Here's a link to the draft guidance document. It seems targeted to helping drug companies identify and analyze multiple biomarkers or neuropsychological test results that could show benefit in slowing or halting progression towards Alzheimer's
. In addition to using preclinical diagnostic stages (which I would guess will become common in reporting study participants at baseline and results), this notes that improvements even when comparing preclinical participants, could result in "accelerated approval" for drug treatments, pending further research to support the final endpoint (patients without treatment reaching clinical MCI or AD). This seems to be a recognition that as the pre-clinical physiological changes are better understood, it could be possible to thwart those changes as compared to a similar placebo group.
To use the analogy of football concussions: if you can show that having no concussions results in athletes with far better scores on memory, information processing speeds and emotional regulation than athletes who have had multiple concussions, you don't need to wait 40 years to autopsy their brains and diagnoses CTE. You can just get rid of the damn concussions. Maybe someday soon, through lifestyle interventions and drugs, where needed, we can just get rid of the damn precursors to AD. https://www.fda.gov/downloads/Drugs/GuidanceComplianceRegulatoryInformation/Guidances/UCM596728.pdf
Early Alzheimer’s Disease: Developing Drugs for Treatment Guidance for Industry
DRAFT GUIDANCE This guidance document is being distributed for comment purposes only.

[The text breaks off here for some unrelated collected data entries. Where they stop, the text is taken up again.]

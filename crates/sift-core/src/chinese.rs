//! Chinese word segmentation, backed by jieba-rs.
//!
//! Built in but injected like any other capability: the registry only adds it
//! when the setting is on, and it goes through the same init/claim/tokenize contract.

use async_trait::async_trait;
use jieba_rs::Jieba;
use once_cell::sync::Lazy;
use regex::Regex;

use crate::capability::{CapabilityError, TokenizerCapability};

static PUNCTUATION_OR_SPACE: Lazy<Regex> =
    Lazy::new(|| Regex::new(r"^[\p{P}\s]+$").expect("punctuation class is valid"));

/// Segments runs of CJK unified ideographs into search-mode words.
#[derive(Default)]
pub struct ChineseTokenizer {
    jieba: Option<Jieba>,
}

impl ChineseTokenizer {
    pub fn new() -> Self {
        Self::default()
    }
}

/// Whether `text` contains a CJK unified ideograph.
pub fn contains_chinese(text: &str) -> bool {
    text.chars().any(|c| matches!(c, '\u{4e00}'..='\u{9fff}'))
}

fn is_punctuation_or_space(token: &str) -> bool {
    PUNCTUATION_OR_SPACE.is_match(token)
}

#[async_trait]
impl TokenizerCapability for ChineseTokenizer {
    fn name(&self) -> &str {
        "chinese"
    }

    async fn init(&mut self) -> Result<(), CapabilityError> {
        if self.jieba.is_some() {
            return Ok(());
        }
        // Building the dictionary takes a while; keep it off the async workers.
        let jieba = tokio::task::spawn_blocking(Jieba::new)
            .await
            .map_err(|e| CapabilityError::Init(e.to_string()))?;
        tracing::info!("chinese tokenizer dictionary loaded");
        self.jieba = Some(jieba);
        Ok(())
    }

    fn is_tokenizable(&self, text: &str) -> Result<bool, CapabilityError> {
        Ok(contains_chinese(text))
    }

    fn tokenize(&self, text: &str) -> Result<Vec<String>, CapabilityError> {
        let jieba = self.jieba.as_ref().ok_or(CapabilityError::NotInitialized)?;
        Ok(jieba
            .cut_for_search(text, true)
            .into_iter()
            .filter(|t| !is_punctuation_or_space(t))
            .map(str::to_string)
            .collect())
    }
}

#[cfg(test)]
mod tests {
    use super::*;
    use crate::capability::ValidatedTokenizer;

    #[test]
    fn detects_chinese() {
        assert!(contains_chinese("测试"));
        assert!(contains_chinese("test测试"));
        assert!(!contains_chinese("test"));
        assert!(!contains_chinese("テスト"));
    }

    #[test]
    fn punctuation_only_tokens_are_recognized() {
        for token in ["，", "。", "·", "‧", "「」", " ", "、 "] {
            assert!(is_punctuation_or_space(token), "{token:?}");
        }
        for token in ["中华", "a", "·a", "1"] {
            assert!(!is_punctuation_or_space(token), "{token:?}");
        }
    }

    #[test]
    fn tokenize_before_init_errors() {
        let t = ChineseTokenizer::new();
        assert!(matches!(t.tokenize("中文"), Err(CapabilityError::NotInitialized)));
    }

    #[tokio::test]
    async fn segments_a_run_of_characters() {
        let t = ValidatedTokenizer::initialize(Box::new(ChineseTokenizer::new()))
            .await
            .unwrap();
        let tokens = t.try_tokenization("中华人民共和国，你好").unwrap();
        assert!(tokens.len() > 1);
        assert!(tokens.iter().any(|t| t == "中华"));
        assert!(!tokens.iter().any(|t| t == "，"));
    }

    #[tokio::test]
    async fn latin_words_are_not_claimed() {
        let t = ValidatedTokenizer::initialize(Box::new(ChineseTokenizer::new()))
            .await
            .unwrap();
        assert_eq!(t.try_tokenization("hello"), None);
    }
}
//! Language tokenizers plugged into the pipeline.
//!
//! A capability is authored outside the core (a shared library, or a built-in
//! segmenter that is injected the same way). The core only talks to it through
//! [`ValidatedTokenizer`], which turns every failure into "no contribution".

use std::panic::{catch_unwind, AssertUnwindSafe};

use async_trait::async_trait;
use thiserror::Error;

/// The contract a language tokenizer fulfils.
///
/// `init` is the only suspension point. `is_tokenizable` and `tokenize` run
/// synchronously on the caller's thread and are expected to be fast; nothing
/// here enforces that.
#[async_trait]
pub trait TokenizerCapability: Send + Sync {
    /// Human-readable name, used in logs.
    fn name(&self) -> &str;

    /// One-time setup. Called exactly once before any other method.
    async fn init(&mut self) -> Result<(), CapabilityError>;

    /// Whether this tokenizer claims `text`.
    fn is_tokenizable(&self, text: &str) -> Result<bool, CapabilityError>;

    /// Segments `text` into tokens.
    fn tokenize(&self, text: &str) -> Result<Vec<String>, CapabilityError>;
}

#[derive(Debug, Error)]
pub enum CapabilityError {
    #[error("tokenizer is not initialized")]
    NotInitialized,
    #[error("init failed: {0}")]
    Init(String),
    #[error("module returned status {0}")]
    Status(i32),
    #[error("{0}")]
    Other(String),
}

/// An initialized capability whose calls can't take the pipeline down.
pub struct ValidatedTokenizer {
    inner: Box<dyn TokenizerCapability>,
}

impl std::fmt::Debug for ValidatedTokenizer {
    fn fmt(&self, f: &mut std::fmt::Formatter<'_>) -> std::fmt::Result {
        f.debug_struct("ValidatedTokenizer")
            .field("name", &self.inner.name())
            .finish()
    }
}

impl ValidatedTokenizer {
    /// Runs the capability's `init` once. Returns `None` (and logs) if it fails.
    pub async fn initialize(mut capability: Box<dyn TokenizerCapability>) -> Option<Self> {
        match capability.init().await {
            Ok(()) => {
                tracing::debug!(tokenizer = capability.name(), "tokenizer initialized");
                Some(Self { inner: capability })
            }
            Err(e) => {
                tracing::warn!(tokenizer = capability.name(), error = %e, "tokenizer init failed, skipping");
                None
            }
        }
    }

    pub fn name(&self) -> &str {
        self.inner.name()
    }

    /// Tokenizes `text` if the capability claims it.
    ///
    /// Returns `None` when the text is not claimed, or when either call errors
    /// or panics. Blank tokens are dropped.
    pub fn try_tokenization(&self, text: &str) -> Option<Vec<String>> {
        let inner = &self.inner;
        let outcome = catch_unwind(AssertUnwindSafe(|| {
            if !inner.is_tokenizable(text)? {
                return Ok(None);
            }
            inner.tokenize(text).map(Some)
        }));

        match outcome {
            Ok(Ok(Some(tokens))) => Some(
                tokens
                    .into_iter()
                    .filter(|t| !t.trim().is_empty())
                    .collect(),
            ),
            Ok(Ok(None)) => None,
            Ok(Err(e)) => {
                tracing::warn!(tokenizer = self.name(), error = %e, "tokenizer failed, ignoring its output");
                None
            }
            Err(_) => {
                tracing::warn!(tokenizer = self.name(), "tokenizer panicked, ignoring its output");
                None
            }
        }
    }
}

#[cfg(test)]
pub(crate) mod tests {
    use super::*;

    /// Claims words starting with `@` and splits them into single chars.
    pub(crate) struct CharSplitter;

    #[async_trait]
    impl TokenizerCapability for CharSplitter {
        fn name(&self) -> &str {
            "char-splitter"
        }

        async fn init(&mut self) -> Result<(), CapabilityError> {
            Ok(())
        }

        fn is_tokenizable(&self, text: &str) -> Result<bool, CapabilityError> {
            Ok(text.starts_with('@'))
        }

        fn tokenize(&self, text: &str) -> Result<Vec<String>, CapabilityError> {
            Ok(text.chars().skip(1).map(String::from).chain([" ".to_string()]).collect())
        }
    }

    /// Claims everything and then misbehaves.
    pub(crate) struct Broken {
        pub(crate) panics: bool,
    }

    #[async_trait]
    impl TokenizerCapability for Broken {
        fn name(&self) -> &str {
            "broken"
        }

        async fn init(&mut self) -> Result<(), CapabilityError> {
            Ok(())
        }

        fn is_tokenizable(&self, _text: &str) -> Result<bool, CapabilityError> {
            Ok(true)
        }

        fn tokenize(&self, _text: &str) -> Result<Vec<String>, CapabilityError> {
            if self.panics {
                panic!("segmenter blew up");
            }
            Err(CapabilityError::Other("bad input".into()))
        }
    }

    struct FailsInit;

    #[async_trait]
    impl TokenizerCapability for FailsInit {
        fn name(&self) -> &str {
            "fails-init"
        }

        async fn init(&mut self) -> Result<(), CapabilityError> {
            Err(CapabilityError::Init("missing dictionary".into()))
        }

        fn is_tokenizable(&self, _text: &str) -> Result<bool, CapabilityError> {
            Ok(true)
        }

        fn tokenize(&self, text: &str) -> Result<Vec<String>, CapabilityError> {
            Ok(vec![text.to_string()])
        }
    }

    #[tokio::test]
    async fn claimed_text_is_tokenized_without_blanks() {
        let t = ValidatedTokenizer::initialize(Box::new(CharSplitter)).await.unwrap();
        assert_eq!(t.try_tokenization("@ab"), Some(vec!["a".to_string(), "b".to_string()]));
        assert_eq!(t.try_tokenization("plain"), None);
    }

    #[tokio::test]
    async fn errors_and_panics_become_none() {
        let erroring = ValidatedTokenizer::initialize(Box::new(Broken { panics: false }))
            .await
            .unwrap();
        assert_eq!(erroring.try_tokenization("anything"), None);

        let panicking = ValidatedTokenizer::initialize(Box::new(Broken { panics: true }))
            .await
            .unwrap();
        assert_eq!(panicking.try_tokenization("anything"), None);
    }

    #[tokio::test]
    async fn failed_init_is_excluded() {
        assert!(ValidatedTokenizer::initialize(Box::new(FailsInit)).await.is_none());
    }
}
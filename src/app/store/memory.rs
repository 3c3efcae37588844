use std::sync::Mutex;

use async_trait::async_trait;
use chrono::{DateTime, Utc};

use crate::{
    customers::{
        models::customer::{Customer, NewCustomer},
        store::CustomerStore,
    },
    transactions::{
        models::transaction::{NewTransaction, Transaction},
        store::TransactionStore,
    },
};

#[derive(Debug, Default)]
struct Tables {
    customers: Vec<Customer>,
    transactions: Vec<Transaction>,
    next_customer_id: i64,
    next_transaction_id: i64,
    customer_inserts: usize,
    transaction_inserts: usize,
}

/// In-process store with serial ids and a foreign key from transactions to
/// customers. Inserts can be made to fail after a number of successes.
#[derive(Debug)]
pub struct MemoryStore {
    tables: Mutex<Tables>,
    fail_customer_insert_after: Option<usize>,
    fail_transaction_insert_after: Option<usize>,
}

impl MemoryStore {
    pub fn new() -> Self {
        Self {
            tables: Mutex::new(Tables {
                next_customer_id: 1,
                next_transaction_id: 1,
                ..Default::default()
            }),
            fail_customer_insert_after: None,
            fail_transaction_insert_after: None,
        }
    }

    pub fn failing_customer_insert_after(mut self, successes: usize) -> Self {
        self.fail_customer_insert_after = Some(successes);
        self
    }

    pub fn failing_transaction_insert_after(mut self, successes: usize) -> Self {
        self.fail_transaction_insert_after = Some(successes);
        self
    }

    pub fn customers(&self) -> Vec<Customer> {
        self.tables.lock().unwrap().customers.clone()
    }

    pub fn transactions(&self) -> Vec<Transaction> {
        self.tables.lock().unwrap().transactions.clone()
    }
}

#[async_trait]
impl CustomerStore for MemoryStore {
    async fn insert_customer(&self, customer: &NewCustomer) -> Result<Customer, sqlx::Error> {
        let mut tables = self.tables.lock().unwrap();

        if Some(tables.customer_inserts) == self.fail_customer_insert_after {
            return Err(sqlx::Error::Protocol("customer insert failed".to_string()));
        }
        tables.customer_inserts += 1;

        let customer = Customer {
            id: tables.next_customer_id,
            name: customer.name.to_string(),
            email: customer.email.to_string(),
            registration_date: customer.registration_date,
        };
        tables.next_customer_id += 1;
        tables.customers.push(customer.clone());

        Ok(customer)
    }

    async fn get_customers(&self) -> Result<Vec<Customer>, sqlx::Error> {
        Ok(self.customers())
    }

    async fn get_customer_by_id(&self, id: i64) -> Result<Option<Customer>, sqlx::Error> {
        let tables = self.tables.lock().unwrap();
        Ok(tables.customers.iter().find(|c| c.id == id).cloned())
    }

    async fn edit_customer_by_id(
        &self,
        id: i64,
        name: &str,
        email: &str,
    ) -> Result<Option<Customer>, sqlx::Error> {
        let mut tables = self.tables.lock().unwrap();

        let Some(customer) = tables.customers.iter_mut().find(|c| c.id == id)
        else {
            return Ok(None);
        };
        customer.name = name.to_string();
        customer.email = email.to_string();

        Ok(Some(customer.clone()))
    }

    async fn delete_all_customers(&self) -> Result<(), sqlx::Error> {
        let mut tables = self.tables.lock().unwrap();

        if !tables.transactions.is_empty() {
            return Err(sqlx::Error::Protocol(
                "transactions still reference customers".to_string(),
            ));
        }
        tables.customers.clear();

        Ok(())
    }

    async fn reset_customer_ids(&self) -> Result<(), sqlx::Error> {
        self.tables.lock().unwrap().next_customer_id = 1;
        Ok(())
    }
}

#[async_trait]
impl TransactionStore for MemoryStore {
    async fn insert_transaction(
        &self,
        transaction: &NewTransaction,
    ) -> Result<Transaction, sqlx::Error> {
        let mut tables = self.tables.lock().unwrap();

        if Some(tables.transaction_inserts) == self.fail_transaction_insert_after {
            return Err(sqlx::Error::Protocol("transaction insert failed".to_string()));
        }
        if !tables
            .customers
            .iter()
            .any(|c| c.id == transaction.customer_id)
        {
            return Err(sqlx::Error::Protocol(format!(
                "customer {} does not exist",
                transaction.customer_id
            )));
        }
        tables.transaction_inserts += 1;

        let transaction = Transaction {
            id: tables.next_transaction_id,
            customer_id: transaction.customer_id,
            borrow_fee: transaction.borrow_fee,
            transaction_date: transaction.transaction_date,
            transaction_count: transaction.transaction_count,
        };
        tables.next_transaction_id += 1;
        tables.transactions.push(transaction.clone());

        Ok(transaction)
    }

    async fn get_transactions_between(
        &self,
        customer_id: i64,
        start: DateTime<Utc>,
        end: DateTime<Utc>,
    ) -> Result<Vec<Transaction>, sqlx::Error> {
        let tables = self.tables.lock().unwrap();

        let mut transactions: Vec<Transaction> = tables
            .transactions
            .iter()
            .filter(|t| {
                t.customer_id == customer_id
                    && t.transaction_date >= start
                    && t.transaction_date <= end
            })
            .cloned()
            .collect();
        transactions.sort_by_key(|t| (t.transaction_date, t.id));

        Ok(transactions)
    }

    async fn sum_borrow_fees_since(
        &self,
        customer_id: i64,
        since: DateTime<Utc>,
    ) -> Result<f64, sqlx::Error> {
        let tables = self.tables.lock().unwrap();

        Ok(tables
            .transactions
            .iter()
            .filter(|t| t.customer_id == customer_id && t.transaction_date > since)
            .map(|t| t.borrow_fee)
            .sum())
    }

    async fn delete_all_transactions(&self) -> Result<(), sqlx::Error> {
        self.tables.lock().unwrap().transactions.clear();
        Ok(())
    }

    async fn reset_transaction_ids(&self) -> Result<(), sqlx::Error> {
        self.tables.lock().unwrap().next_transaction_id = 1;
        Ok(())
    }
}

[Lines 228-233] In Stage 1 patients, an effect on the characteristic pathophysiologic changes of AD, as demonstrated by an effect on various biomarkers, may be measured. Such an effect, analyzed as a primary efficacy measure, may, in principle, serve as the basis for an accelerated approval (i.e., the biomarker effects would be found to be reasonably likely to predict clinical benefit, with a post-approval requirement for a study to confirm the predicted clinical benefit).